WHAT THE EXERCISE ASKS: Would you restate the entries below word for word, starting at the first line and ending with the one that has "holds the cart"?
* * * * * * * * *
//! Guest carts kept in the session backend.
//!
//! The visitor's session only holds two IDs: the [`GuestId`] the cart is
//! locked under and the ID of a separate record in the same backend that
//! holds the cart as one JSON blob. That record is read and written directly,
//! never through the request's [`Session`], whose snapshot is loaded before
//! the cart lock is taken and written back only after the response. Every
//! write overwrites the whole cart.
//!
//! A blob that no longer decodes (schema drift, manual tampering) is
//! reported as [`StoreError::Corrupt`] so the service can discard it and
//! start over.

use std::collections::HashMap;
use std::sync::Arc;

use tower_sessions::cookie::time::{Duration, OffsetDateTime};
use tower_sessions::session::{Id, Record};
use tower_sessions::{Session, SessionStore};
use yedek_core::{Cart, CartChange, CartOwner, GuestId};

use super::{CartKey, CartStore, StoreError};
use crate::models::session::keys;

/// Data key inside a guest cart record.
const CART_FIELD: &str = "cart";

/// Guest cart records in the session backend.
#[derive(Debug, Clone)]
pub struct GuestCarts {
    backend: Arc<dyn SessionStore>,
    ttl: Duration,
}

impl GuestCarts {
    /// Keep guest carts in `backend`. A cart expires `ttl` after its last
    /// change.
    #[must_use]
    pub fn new(backend: Arc<dyn SessionStore>, ttl: Duration) -> Self {
        Self { backend, ttl }
    }

    /// The cart store for the visitor behind `session`.
    ///
    /// Mints the guest ID and the cart record ID on first use. They reach the
    /// backend with the session itself, after the response.
    ///
    /// # Errors
    ///
    /// Returns [`StoreError::Unavailable`] if the session cannot be read.
    pub async fn open(&self, session: &Session) -> Result<SessionCartStore, StoreError> {
        let existing = session
            .get_value(keys::GUEST_ID)
            .await?
            .and_then(|v| serde_json::from_value::<GuestId>(v).ok());
        let guest_id = match existing {
            Some(id) => id,
            None => {
                let id = GuestId::generate();
                session.insert(keys::GUEST_ID, id).await?;
                id
            }
        };

        let existing = session
            .get_value(keys::GUEST_CART)
            .await?
            .and_then(|v| v.as_str().and_then(|s| s.parse::<Id>().ok()));
        let record_id = match existing {
            Some(id) => id,
            None => {
                let id = Id::default();
                session.insert(keys::GUEST_CART, id.to_string()).await?;
                id
            }
        };

        Ok(SessionCartStore {
            backend: Arc::clone(&self.backend),
            ttl: self.ttl,
            guest_id,
            record_id,
        })
    }
}

/// Cart store for one guest, bound to its record in the session backend.
#[derive(Debug, Clone)]
pub struct SessionCartStore {
    backend: Arc<dyn SessionStore>,
    ttl: Duration,
    guest_id: GuestId,
    record_id: Id,
}

impl SessionCartStore {
    /// The guest identity bound to this store.
    #[must_use]
    pub const fn guest_id(&self) -> GuestId {
        self.guest_id
    }
}

impl CartStore for SessionCartStore {
    fn key(&self) -> CartKey {
        CartOwner::Guest(self.guest_id)
    }

    async fn load(&self) -> Result<Option<Cart>, StoreError> {
        let Some(mut record) = self.backend.load(&self.record_id).await? else {
            return Ok(None);
        };
        let Some(raw) = record.data.remove(CART_FIELD) else {
            return Ok(None);
        };

        let cart: Cart =
            serde_json::from_value(raw).map_err(|e| StoreError::Corrupt(e.to_string()))?;

        // A record reached through another visitor's session is not theirs.
        if cart.owner != self.key() {
            return Err(StoreError::Corrupt(format!(
                "guest cart owned by {:?}",
                cart.owner
            )));
        }

        Ok(Some(cart))
    }

    async fn persist(&self, cart: &Cart, _change: &CartChange) -> Result<(), StoreError> {
        let blob = serde_json::to_value(cart)
            .map_err(|e| StoreError::Unavailable(format!("could not encode cart: {e}")))?;

        let record = Record {
            id: self.record_id,
            data: HashMap::from([(CART_FIELD.to_owned(), blob)]),
            expiry_date: OffsetDateTime::now_utc() + self.ttl,
        };
        self.backend.save(&record).await?;
        Ok(())
    }

    async fn discard(&self) -> Result<(), StoreError> {
        self.backend.delete(&self.record_id).await?;
        Ok(())
    }
}

#[cfg(test)]
#[allow(clippy::unwrap_used)]
mod tests {
    use rust_decimal::Decimal;
    use tower_sessions::MemoryStore;
    use yedek_core::{CurrencyCode, Money, ProductId, ProductSnapshot, Quantity};

    use super::*;

    fn guest_carts(backend: &MemoryStore) -> GuestCarts {
        GuestCarts::new(Arc::new(backend.clone()), Duration::days(30))
    }

    fn session(backend: &MemoryStore) -> Session {
        Session::new(None, Arc::new(backend.clone()), None)
    }

    fn product() -> ProductSnapshot {
        ProductSnapshot {
            id: ProductId::generate(),
            name: "Yağ filtresi".to_string(),
            part_number: "1S7G-6714-DA".to_string(),
            unit_price: Money::new(Decimal::new(14990, 2), CurrencyCode::TRY).unwrap(),
            image_url: None,
            model_fitment: Vec::new(),
        }
    }

    #[tokio::test]
    async fn test_guest_id_is_stable_per_session() {
        let backend = MemoryStore::default();
        let carts = guest_carts(&backend);
        let session = session(&backend);

        let first = carts.open(&session).await.unwrap();
        let second = carts.open(&session).await.unwrap();
        assert_eq!(first.guest_id(), second.guest_id());
    }

    #[tokio::test]
    async fn test_round_trip_and_discard() {
        let backend = MemoryStore::default();
        let store = guest_carts(&backend)
            .open(&session(&backend))
            .await
            .unwrap();
        assert!(store.load().await.unwrap().is_none());

        let mut cart = store.create(CurrencyCode::TRY);
        let change = cart.add_item(product(), Quantity::ONE).unwrap();
        store.persist(&cart, &change).await.unwrap();

        let loaded = store.load().await.unwrap().unwrap();
        assert_eq!(loaded, cart);

        store.discard().await.unwrap();
        assert!(store.load().await.unwrap().is_none());
    }

    #[tokio::test]
    async fn test_write_is_visible_to_an_open_session_snapshot() {
        let backend = MemoryStore::default();
        let carts = guest_carts(&backend);

        let first = session(&backend);
        carts.open(&first).await.unwrap();
        first.save().await.unwrap();

        // Both requests read the session before either writes the cart.
        let a = Session::new(first.id(), Arc::new(backend.clone()), None);
        let b = Session::new(first.id(), Arc::new(backend.clone()), None);
        let store_a = carts.open(&a).await.unwrap();
        let store_b = carts.open(&b).await.unwrap();
        assert_eq!(store_a.key(), store_b.key());

        let mut cart = store_a.create(CurrencyCode::TRY);
        let change = cart.add_item(product(), Quantity::ONE).unwrap();
        store_a.persist(&cart, &change).await.unwrap();

        assert_eq!(store_b.load().await.unwrap().unwrap(), cart);
    }

    #[tokio::test]
    async fn test_corrupt_blob_is_reported() {
        let backend = MemoryStore::default();
        let store = guest_carts(&backend)
            .open(&session(&backend))
            .await
            .unwrap();

        let record = Record {
            id: store.record_id,
            data: HashMap::from([(
                CART_FIELD.to_owned(),
                serde_json::json!({ "items": "nope" }),
            )]),
            expiry_date: OffsetDateTime::now_utc() + Duration::hours(1),
        };
        backend.save(&record).await.unwrap();

        assert!(matches!(store.load().await, Err(StoreError::Corrupt(_))));
    }
}
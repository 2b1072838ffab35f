//! Offline cart quotes.
//!
//! Prices a cart described in a JSON file with the same service and pricing
//! settings the storefront uses, without touching a database.
//!
//! # Usage
//!
//! ```bash
//! yedek quote cart.json
//! yedek quote cart.json --json
//! ```
//!
//! # File Format
//!
//! ```json
//! {
//!   "discount_code": "WELCOME10",
//!   "items": [
//!     {
//!       "product": {
//!         "id": "7f1c2b9e-1d7a-4c59-9a53-2f1f1c3d4e5f",
//!         "name": "Ön fren balatası",
//!         "part_number": "1763915",
//!         "unit_price": { "amount": "100.00", "currency": "TRY" }
//!       },
//!       "quantity": 2
//!     }
//!   ]
//! }
//! ```
//!
//! Pricing settings come from the `CART_*` environment variables.

use std::fmt::Write as _;
use std::path::Path;

use serde::Deserialize;
use thiserror::Error;
use yedek_core::{CartOwner, GuestId, ProductSnapshot};
use yedek_storefront::config::{CartConfig, ConfigError};
use yedek_storefront::services::{CartService, CartServiceError, CartView};
use yedek_storefront::store::{MemoryCarts, MemoryCatalog};

/// Errors that can occur while quoting.
#[derive(Debug, Error)]
pub enum QuoteError {
    /// The input file could not be read.
    #[error("Failed to read {path}: {source}")]
    Io {
        path: String,
        source: std::io::Error,
    },

    /// The quote could not be parsed or written as JSON.
    #[error("Invalid JSON: {0}")]
    Json(#[from] serde_json::Error),

    /// Pricing settings are invalid.
    #[error("Configuration error: {0}")]
    Config(#[from] ConfigError),

    /// A line or discount code was rejected.
    #[error("Cart error: {0}")]
    Cart(#[from] CartServiceError),
}

/// A cart to price.
#[derive(Debug, Deserialize)]
pub struct QuoteInput {
    #[serde(default)]
    pub discount_code: Option<String>,
    pub items: Vec<QuoteLine>,
}

/// One line of a quote.
#[derive(Debug, Deserialize)]
pub struct QuoteLine {
    pub product: ProductSnapshot,
    #[serde(default = "default_quantity")]
    pub quantity: i64,
}

const fn default_quantity() -> i64 {
    1
}

/// Price `input` through an in-memory cart.
///
/// Lines are added in file order, so repeated products merge exactly as
/// they would in the storefront.
///
/// # Errors
///
/// Returns `QuoteError::Cart` if a quantity is out of range, the merged
/// quantity exceeds the per-line limit, or the discount code is unknown.
pub async fn quote_cart(input: &QuoteInput, config: &CartConfig) -> Result<CartView, QuoteError> {
    let catalog = MemoryCatalog::new(input.items.iter().map(|line| line.product.clone()));
    let service = CartService::from_config(catalog, config);

    let carts = MemoryCarts::new();
    let store = carts.store(CartOwner::Guest(GuestId::generate()));

    let mut view = service.get_cart(&store).await?;
    for line in &input.items {
        view = service
            .add_item(&store, line.product.id, line.quantity)
            .await?;
    }
    if let Some(code) = &input.discount_code {
        view = service.apply_discount(&store, code).await?;
    }

    Ok(view)
}

/// Read, price and print a quote file.
///
/// # Errors
///
/// Returns an error if the file cannot be read or parsed, the pricing
/// settings are invalid, or the cart rejects a line.
pub async fn run(path: &Path, json: bool) -> Result<(), QuoteError> {
    let _ = dotenvy::dotenv();

    let raw = tokio::fs::read_to_string(path)
        .await
        .map_err(|source| QuoteError::Io {
            path: path.display().to_string(),
            source,
        })?;
    let input: QuoteInput = serde_json::from_str(&raw)?;
    let config = CartConfig::from_env()?;

    let view = quote_cart(&input, &config).await?;
    tracing::debug!(lines = view.summary.line_count, "quote priced");

    let output = if json {
        serde_json::to_string_pretty(&view)?
    } else {
        render(&view)
    };

    #[allow(clippy::print_stdout)]
    {
        println!("{output}");
    }
    Ok(())
}

/// Plain-text receipt.
fn render(view: &CartView) -> String {
    let mut out = String::new();
    for item in view.cart.items() {
        let line_total = item
            .line_total()
            .map_or_else(|_| "-".to_owned(), |m| m.display());
        let _ = writeln!(
            out,
            "{:>3} x {} ({})  {}",
            item.quantity, item.product.name, item.product.part_number, line_total
        );
    }

    let s = &view.summary;
    let _ = writeln!(out, "Subtotal:  {}", s.subtotal);
    let _ = writeln!(out, "Tax:       {}", s.tax);
    let _ = writeln!(out, "Shipping:  {}", s.shipping);
    if let Some(discount) = &s.applied_discount {
        let _ = writeln!(out, "Discount:  -{} ({})", s.discount, discount.code);
    }
    let _ = write!(out, "Total:     {}", s.total);

    if s.item_count > 0 && !s.remaining_for_free_shipping.is_zero() {
        let _ = write!(
            out,
            "\nAdd {} more for free shipping.",
            s.remaining_for_free_shipping
        );
    }
    out
}
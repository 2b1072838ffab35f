//! HTTP route handlers for storefront.
//!
//! # Route Structure
//!
//! ```text
//! GET    /health                 - Liveness check
//! GET    /health/ready           - Readiness check (database)
//!
//! # Cart (JSON)
//! GET    /cart                   - Cart with summary
//! DELETE /cart                   - Clear cart
//! GET    /cart/summary           - Summary only
//! GET    /cart/count             - Item count badge
//! POST   /cart/items             - Add item
//! PATCH  /cart/items/{line_id}   - Update quantity (<= 0 removes)
//! DELETE /cart/items/{line_id}   - Remove item
//! POST   /cart/discount          - Apply discount code
//! DELETE /cart/discount          - Remove discount code
//! POST   /cart/merge             - Merge guest cart into account (requires auth)
//! ```

pub mod cart;
pub mod extract;
pub mod health;

use axum::{
    Router,
    routing::{get, patch, post},
};

use crate::state::AppState;

/// Create the cart routes router.
pub fn cart_routes() -> Router<AppState> {
    Router::new()
        .route("/", get(cart::show).delete(cart::clear))
        .route("/summary", get(cart::summary))
        .route("/count", get(cart::count))
        .route("/items", post(cart::add))
        .route(
            "/items/{line_id}",
            patch(cart::update).delete(cart::remove),
        )
        .route(
            "/discount",
            post(cart::apply_discount).delete(cart::remove_discount),
        )
        .route("/merge", post(cart::merge))
}

/// Create all routes for the storefront.
pub fn routes() -> Router<AppState> {
    Router::new()
        .route("/health", get(health::health))
        .route("/health/ready", get(health::readiness))
        .nest("/cart", cart_routes())
}
//! Database migration commands.
//!
//! # Usage
//!
//! ```bash
//! # Run storefront migrations
//! yedek migrate storefront
//! ```
//!
//! # Environment Variables
//!
//! - `STOREFRONT_DATABASE_URL` - `PostgreSQL` connection string for storefront
//!
//! # Migration Files
//!
//! Storefront migrations: `crates/storefront/migrations/`
//!
//! ```text
//! migrations/
//! ├── 20260101000001_products.sql
//! ├── 20260101000002_carts.sql
//! └── 20260101000003_sessions.sql
//! ```

use secrecy::SecretString;
use thiserror::Error;
use yedek_storefront::db;

/// Errors that can occur while migrating.
#[derive(Debug, Error)]
pub enum MigrationError {
    /// Required environment variable is missing.
    #[error("Missing environment variable: {0}")]
    MissingEnvVar(&'static str),

    /// Database connection error.
    #[error("Database connection error: {0}")]
    Database(#[from] sqlx::Error),

    /// A migration failed to apply.
    #[error("Migration error: {0}")]
    Migration(#[from] sqlx::migrate::MigrateError),
}

/// Run storefront database migrations.
///
/// # Errors
///
/// Returns an error if the database URL is missing, the database cannot be
/// reached, or a migration fails.
pub async fn storefront() -> Result<(), MigrationError> {
    let _ = dotenvy::dotenv();

    let database_url = std::env::var("STOREFRONT_DATABASE_URL")
        .map(SecretString::from)
        .map_err(|_| MigrationError::MissingEnvVar("STOREFRONT_DATABASE_URL"))?;

    tracing::info!("Connecting to storefront database...");
    let pool = db::create_pool(&database_url).await?;

    tracing::info!("Running storefront migrations...");
    sqlx::migrate!("../storefront/migrations").run(&pool).await?;

    tracing::info!("Storefront migrations complete!");
    Ok(())
}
* * * * * * * * *
EXPECTED OUTPUT:
//! Guest carts kept in the session backend.
//!
//! The visitor's session only holds two IDs: the [`GuestId`] the cart is
//! locked under and the ID of a separate record in the same backend that
//! holds the cart as one JSON blob. That record is read and written directly,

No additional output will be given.